As was common for powerful Mongol men, Genghis Khan had many wives and concubines.   He frequently acquired wives and concubines from empires and societies that he had conquered, these women were often princesses or queens that were taken captive or gifted to him.  Genghis Khan gave several of his high-status wives their own ordos or camps to live in and manage. Each camp also contained junior wives, concubines, and even children. It was the job of the Kheshig (Mongol imperial guard) to protect the yurts of Genghis Khan's wives. The guards had to pay particular attention to the individual yurt and camp in which Genghis Khan slept, which could change every night as he visited different wives.  When Genghis Khan set out on his military conquests, he usually took one wife with him and left the rest of his wives (and concubines) to manage the empire in his absence. 
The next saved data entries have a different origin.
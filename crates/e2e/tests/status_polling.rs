//! HEAD-request status polling against a scripted local server
//!
//! The server answers each request with the next code from its script and
//! repeats the last code once the script runs out.

mod common;

use std::sync::atomic::{AtomicUsize, Ordering};
use std::sync::Arc;
use std::time::{Duration, Instant};

use axum::extract::State;
use axum::http::StatusCode;
use axum::routing::get;
use axum::Router;

use publishing_e2e::{
    HttpClient, ManualClock, PollConfig, PollError, PollOptions, Poller, StatusCodeCheck,
};

struct Script {
    codes: Vec<u16>,
    hits: AtomicUsize,
}

impl Script {
    fn hits(&self) -> usize {
        self.hits.load(Ordering::SeqCst)
    }
}

async fn scripted_status(State(script): State<Arc<Script>>) -> StatusCode {
    let i = script.hits.fetch_add(1, Ordering::SeqCst);
    let code = script.codes[i.min(script.codes.len() - 1)];
    StatusCode::from_u16(code).unwrap_or(StatusCode::INTERNAL_SERVER_ERROR)
}

/// Serve `codes` on a background runtime, returning the document URL
fn spawn_server(codes: &[u16]) -> (String, Arc<Script>) {
    let script = Arc::new(Script {
        codes: codes.to_vec(),
        hits: AtomicUsize::new(0),
    });
    let state = script.clone();
    let (tx, rx) = std::sync::mpsc::channel();

    std::thread::spawn(move || {
        let rt = tokio::runtime::Builder::new_current_thread()
            .enable_all()
            .build()
            .expect("Failed to create tokio runtime");
        rt.block_on(async move {
            let listener = tokio::net::TcpListener::bind("127.0.0.1:0")
                .await
                .expect("Failed to bind test server");
            tx.send(listener.local_addr().expect("Failed to get local addr"))
                .expect("Test dropped before server started");
            let app = Router::new()
                .route("/doc", get(scripted_status))
                .with_state(state);
            axum::serve(listener, app).await.expect("Test server failed");
        });
    });

    let addr = rx.recv().expect("Test server did not report its address");
    (format!("http://{}/doc", addr), script)
}

fn manual_poller(wait_seconds: f64, interval_seconds: f64) -> Poller<ManualClock> {
    let config = PollConfig {
        default_wait_seconds: wait_seconds,
        interval_seconds,
    };
    Poller::with_clock(&config, ManualClock::new()).unwrap()
}

#[test]
fn test_not_found_until_published() {
    common::init_tracing();
    let (url, script) = spawn_server(&[404, 404, 404, 200]);
    let poller = manual_poller(10.0, 0.5);
    let client = HttpClient::new().unwrap();

    let summary = poller
        .reload_url_until_status_code(&client, &url, &StatusCodeCheck::new([200]), &PollOptions::default())
        .unwrap();

    assert_eq!(summary.attempts, 4);
    assert_eq!(script.hits(), 4);
    assert_eq!(poller.clock().sleeps(), 3);
    assert_eq!(summary.elapsed, Duration::from_millis(1500));
}

#[test]
fn test_server_error_aborts_immediately() {
    common::init_tracing();
    let (url, script) = spawn_server(&[500, 200]);
    let poller = manual_poller(10.0, 0.5);
    let client = HttpClient::new().unwrap();

    let err = poller
        .reload_url_until_status_code(&client, &url, &StatusCodeCheck::new([200]), &PollOptions::default())
        .unwrap_err();

    assert!(err.is_unrecoverable());
    assert_eq!(err.to_string(), format!("Aborting reloading {} as a 500 was returned", url));
    assert_eq!(script.hits(), 1);
    assert_eq!(poller.clock().sleeps(), 0);
}

#[test]
fn test_custom_tolerable_codes() {
    common::init_tracing();
    let (url, script) = spawn_server(&[503, 404, 204]);
    let poller = manual_poller(10.0, 0.5);
    let client = HttpClient::new().unwrap();
    let check = StatusCodeCheck::new([200, 204]).keep_retrying_while([404, 503]);

    let summary = poller
        .reload_url_until_status_code(&client, &url, &check, &PollOptions::default())
        .unwrap();

    assert_eq!(summary.attempts, 3);
    assert_eq!(script.hits(), 3);
}

#[test]
fn test_connection_error_propagates_unchanged() {
    common::init_tracing();
    let port = std::net::TcpListener::bind("127.0.0.1:0")
        .and_then(|l| l.local_addr())
        .unwrap()
        .port();
    let poller = manual_poller(10.0, 0.5);
    let client = HttpClient::with_timeout(Duration::from_secs(2)).unwrap();

    let err = poller
        .reload_url_until_status_code(
            &client,
            &format!("http://127.0.0.1:{}/doc", port),
            &StatusCodeCheck::new([200]),
            &PollOptions::default(),
        )
        .unwrap_err();

    assert!(matches!(err, PollError::Http(_)));
    assert_eq!(poller.clock().sleeps(), 0);
}

#[test]
fn test_times_out_on_wall_clock() {
    common::init_tracing();
    let (url, script) = spawn_server(&[404]);
    let poller = Poller::new(&PollConfig {
        default_wait_seconds: 0.3,
        interval_seconds: 0.1,
    })
    .unwrap();
    let client = HttpClient::new().unwrap();

    let start = Instant::now();
    let err = poller
        .reload_url_until_status_code(
            &client,
            &url,
            &StatusCodeCheck::new([200]),
            &PollOptions::new().fail_reason("the report was never published"),
        )
        .unwrap_err();
    let elapsed = start.elapsed();

    assert!(err.is_timeout());
    assert!(err.to_string().ends_with("seconds, the report was never published"));
    assert!(elapsed >= Duration::from_millis(300), "gave up too early: {:?}", elapsed);
    assert!(elapsed < Duration::from_secs(2), "overshot the budget: {:?}", elapsed);
    assert!(script.hits() >= 3);
}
The marriage between Börte and Genghis Khan (then known as Temüjin) was arranged by her father and Yesügei, Temüjin's father, when she was 10 and he was 9 years old.   Temüjin stayed with her and her family until he was called back to take care of his mother and younger siblings, due to the poisoning of Yesügei by Tatar nomads.  In 1178, about 7 years later, Temüjin traveled downstream along the Kelüren River to find Börte. When Börte's father saw that Temüjin had returned to marry Börte, he had the pair "united as man and wife". With the permission of her father, Temüjin took Börte and her mother to live in his family yurt. Börte's dowry was a fine black sable jacket.   Soon after the marriage between them took place, the Three Merkits attacked their family camp at dawn and kidnapped Börte.  She was given to one of their warriors as a spoil of war. Temüjin was deeply distressed by the abduction of his wife and remarked that his "bed was made empty" and his "breast was torn apart".  Temüjin rescued her several months later with the aid of his allies Wang Khan and Jamukha.  Many scholars describe this event as one of the key crossroads in Temüjin's life, which moved him along the path towards becoming a conqueror.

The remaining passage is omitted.